## EXERCISE DETAILS
Please copy each line in the records below that contains the string "target".

DATASET EXCERPTS section start

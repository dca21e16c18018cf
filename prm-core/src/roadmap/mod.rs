//! Undirected roadmap storage.
//!
//! Vertices live in slots addressed by [`VertexId`]. Removing a vertex empties
//! its slot and pushes it on a free list; no other slot moves, so ids held by
//! the nearest-neighbour index and the connectivity tracker stay valid.
//! Adjacency is stored on both endpoints.

mod marks;

use std::fmt;

use crate::{
    configuration::Configuration,
    error::{PrmError, Result},
};

pub(crate) use self::marks::{Colour, SearchMarks};

/// Stable handle to a roadmap vertex.
///
/// Ids of removed vertices may be handed out again to later vertices.
#[derive(Clone, Copy, Debug, Eq, Hash, Ord, PartialEq, PartialOrd)]
pub struct VertexId(usize);

impl VertexId {
    /// Wraps a raw slot index.
    #[must_use]
    #[rustfmt::skip]
    pub const fn new(index: usize) -> Self { Self(index) }

    /// Returns the raw slot index.
    #[must_use]
    #[rustfmt::skip]
    pub const fn index(self) -> usize { self.0 }
}

impl fmt::Display for VertexId {
    fn fmt(&self, f: &mut fmt::Formatter<'_>) -> fmt::Result {
        self.0.fmt(f)
    }
}

/// Lifetime class of a vertex.
#[derive(Clone, Copy, Debug, Eq, Hash, PartialEq)]
pub enum VertexKind {
    /// Created by construction; persists across queries.
    Roadmap,
    /// Start or goal of a single query; retracted when the query ends.
    Transient,
}

/// Read-only view of an undirected edge with `source < target`.
#[derive(Clone, Copy, Debug, PartialEq)]
pub struct Edge {
    /// Endpoint with the smaller id.
    pub source: VertexId,
    /// Endpoint with the larger id.
    pub target: VertexId,
    /// Metric distance between the endpoints when the edge was created.
    pub weight: f64,
}

#[derive(Clone, Copy, Debug)]
struct Adjacency {
    target: VertexId,
    weight: f64,
}

#[derive(Clone, Debug)]
struct VertexRecord {
    configuration: Configuration,
    kind: VertexKind,
    adjacency: Vec<Adjacency>,
    marks: SearchMarks,
}

/// Simple undirected graph of roadmap vertices and validated local motions.
#[derive(Clone, Debug, Default)]
pub struct RoadmapGraph {
    slots: Vec<Option<VertexRecord>>,
    free: Vec<usize>,
    vertex_count: usize,
    edge_count: usize,
}

impl RoadmapGraph {
    /// Creates an empty graph.
    #[must_use]
    pub fn new() -> Self {
        Self::default()
    }

    /// Returns the number of live vertices.
    #[must_use]
    #[rustfmt::skip]
    pub fn vertex_count(&self) -> usize { self.vertex_count }

    /// Returns the number of edges.
    #[must_use]
    #[rustfmt::skip]
    pub fn edge_count(&self) -> usize { self.edge_count }

    /// Returns whether the graph holds no vertices.
    #[must_use]
    #[rustfmt::skip]
    pub fn is_empty(&self) -> bool { self.vertex_count == 0 }

    /// Returns whether `vertex` is live.
    #[must_use]
    pub fn contains(&self, vertex: VertexId) -> bool {
        self.record(vertex).is_some()
    }

    /// Returns the configuration of a live vertex.
    #[must_use]
    pub fn configuration(&self, vertex: VertexId) -> Option<&Configuration> {
        self.record(vertex).map(|record| &record.configuration)
    }

    /// Returns the kind of a live vertex.
    #[must_use]
    pub fn kind(&self, vertex: VertexId) -> Option<VertexKind> {
        self.record(vertex).map(|record| record.kind)
    }

    /// Returns the number of edges incident to `vertex`, or zero when it is
    /// not live.
    #[must_use]
    pub fn degree(&self, vertex: VertexId) -> usize {
        self.record(vertex).map_or(0, |record| record.adjacency.len())
    }

    /// Returns whether an edge joins `a` and `b`.
    #[must_use]
    pub fn has_edge(&self, a: VertexId, b: VertexId) -> bool {
        self.weight(a, b).is_some()
    }

    /// Returns the weight of the edge joining `a` and `b`.
    #[must_use]
    pub fn weight(&self, a: VertexId, b: VertexId) -> Option<f64> {
        self.record(a)?
            .adjacency
            .iter()
            .find(|adjacent| adjacent.target == b)
            .map(|adjacent| adjacent.weight)
    }

    /// Iterates over the neighbours of `vertex` with the connecting weights.
    pub fn neighbours(&self, vertex: VertexId) -> impl Iterator<Item = (VertexId, f64)> + '_ {
        self.record(vertex)
            .into_iter()
            .flat_map(|record| record.adjacency.iter())
            .map(|adjacent| (adjacent.target, adjacent.weight))
    }

    /// Iterates over live vertices in id order.
    pub fn vertices(&self) -> impl Iterator<Item = (VertexId, &Configuration)> {
        self.slots.iter().enumerate().filter_map(|(index, slot)| {
            slot.as_ref()
                .map(|record| (VertexId(index), &record.configuration))
        })
    }

    /// Iterates over every edge exactly once.
    pub fn edges(&self) -> impl Iterator<Item = Edge> + '_ {
        self.slots
            .iter()
            .enumerate()
            .filter_map(|(index, slot)| slot.as_ref().map(|record| (VertexId(index), record)))
            .flat_map(|(source, record)| {
                record
                    .adjacency
                    .iter()
                    .filter(move |adjacent| source < adjacent.target)
                    .map(move |adjacent| Edge {
                        source,
                        target: adjacent.target,
                        weight: adjacent.weight,
                    })
            })
    }

    pub(crate) fn add_vertex(&mut self, configuration: Configuration, kind: VertexKind) -> VertexId {
        let record = VertexRecord {
            configuration,
            kind,
            adjacency: Vec::new(),
            marks: SearchMarks::default(),
        };
        self.vertex_count += 1;
        if let Some(index) = self.free.pop() {
            if let Some(slot) = self.slots.get_mut(index) {
                *slot = Some(record);
                return VertexId(index);
            }
        }
        self.slots.push(Some(record));
        VertexId(self.slots.len() - 1)
    }

    /// Removes `vertex` and its incident edges, returning the number of edges
    /// removed. The slot becomes available to later vertices.
    pub(crate) fn remove_vertex(&mut self, vertex: VertexId) -> Result<usize> {
        let removed = self.detach_vertex(vertex)?;
        self.free.push(vertex.0);
        Ok(removed)
    }

    /// Like [`RoadmapGraph::remove_vertex`], but keeps the slot out of
    /// circulation until [`RoadmapGraph::release_slot`] is called.
    pub(crate) fn detach_vertex(&mut self, vertex: VertexId) -> Result<usize> {
        let record = self
            .slots
            .get_mut(vertex.0)
            .and_then(Option::take)
            .ok_or_else(|| PrmError::missing_vertex(vertex, "vertex removal"))?;
        for adjacent in &record.adjacency {
            if let Some(other) = self.record_mut(adjacent.target) {
                other.adjacency.retain(|back| back.target != vertex);
            }
        }
        let removed = record.adjacency.len();
        self.edge_count -= removed;
        self.vertex_count -= 1;
        Ok(removed)
    }

    /// Returns a detached slot to the free list. Live or already free slots
    /// are left alone.
    pub(crate) fn release_slot(&mut self, vertex: VertexId) {
        let vacant = matches!(self.slots.get(vertex.0), Some(None));
        if vacant && !self.free.contains(&vertex.0) {
            self.free.push(vertex.0);
        }
    }

    /// Adds an edge between two distinct live vertices. Returns `false`
    /// without changes when the edge already exists.
    pub(crate) fn add_edge(&mut self, a: VertexId, b: VertexId, weight: f64) -> Result<bool> {
        if a == b {
            return Err(PrmError::GraphInvariantViolation {
                message: format!("self-loop requested on vertex {a}"),
            });
        }
        if !self.contains(b) {
            return Err(PrmError::missing_vertex(b, "edge insertion"));
        }
        let record = self
            .record_mut(a)
            .ok_or_else(|| PrmError::missing_vertex(a, "edge insertion"))?;
        if record.adjacency.iter().any(|adjacent| adjacent.target == b) {
            return Ok(false);
        }
        record.adjacency.push(Adjacency { target: b, weight });
        if let Some(other) = self.record_mut(b) {
            other.adjacency.push(Adjacency { target: a, weight });
        }
        self.edge_count += 1;
        Ok(true)
    }

    pub(crate) fn clear(&mut self) {
        self.slots.clear();
        self.free.clear();
        self.vertex_count = 0;
        self.edge_count = 0;
    }

    pub(crate) fn marks(&self, vertex: VertexId) -> Option<&SearchMarks> {
        self.record(vertex).map(|record| &record.marks)
    }

    pub(crate) fn marks_mut(&mut self, vertex: VertexId) -> Option<&mut SearchMarks> {
        self.record_mut(vertex).map(|record| &mut record.marks)
    }

    pub(crate) fn reset_marks(&mut self) {
        for record in self.slots.iter_mut().flatten() {
            record.marks = SearchMarks::default();
        }
    }

    fn record(&self, vertex: VertexId) -> Option<&VertexRecord> {
        self.slots.get(vertex.0).and_then(Option::as_ref)
    }

    fn record_mut(&mut self, vertex: VertexId) -> Option<&mut VertexRecord> {
        self.slots.get_mut(vertex.0).and_then(Option::as_mut)
    }
}

#[cfg(test)]
mod tests;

DATASET EXCERPTS section end

## RESULT OF THIS EXERCISE
/// Read-only view of an undirected edge with `source < target`.
    pub target: VertexId,
    target: VertexId,
            .find(|adjacent| adjacent.target == b)
            .map(|adjacent| (adjacent.target, adjacent.weight))
                    .filter(move |adjacent| source < adjacent.target)
                        target: adjacent.target,
            if let Some(other) = self.record_mut(adjacent.target) {
                other.adjacency.retain(|back| back.target != vertex);
        if record.adjacency.iter().any(|adjacent| adjacent.target == b) {
        record.adjacency.push(Adjacency { target: b, weight });
            other.adjacency.push(Adjacency { target: a, weight });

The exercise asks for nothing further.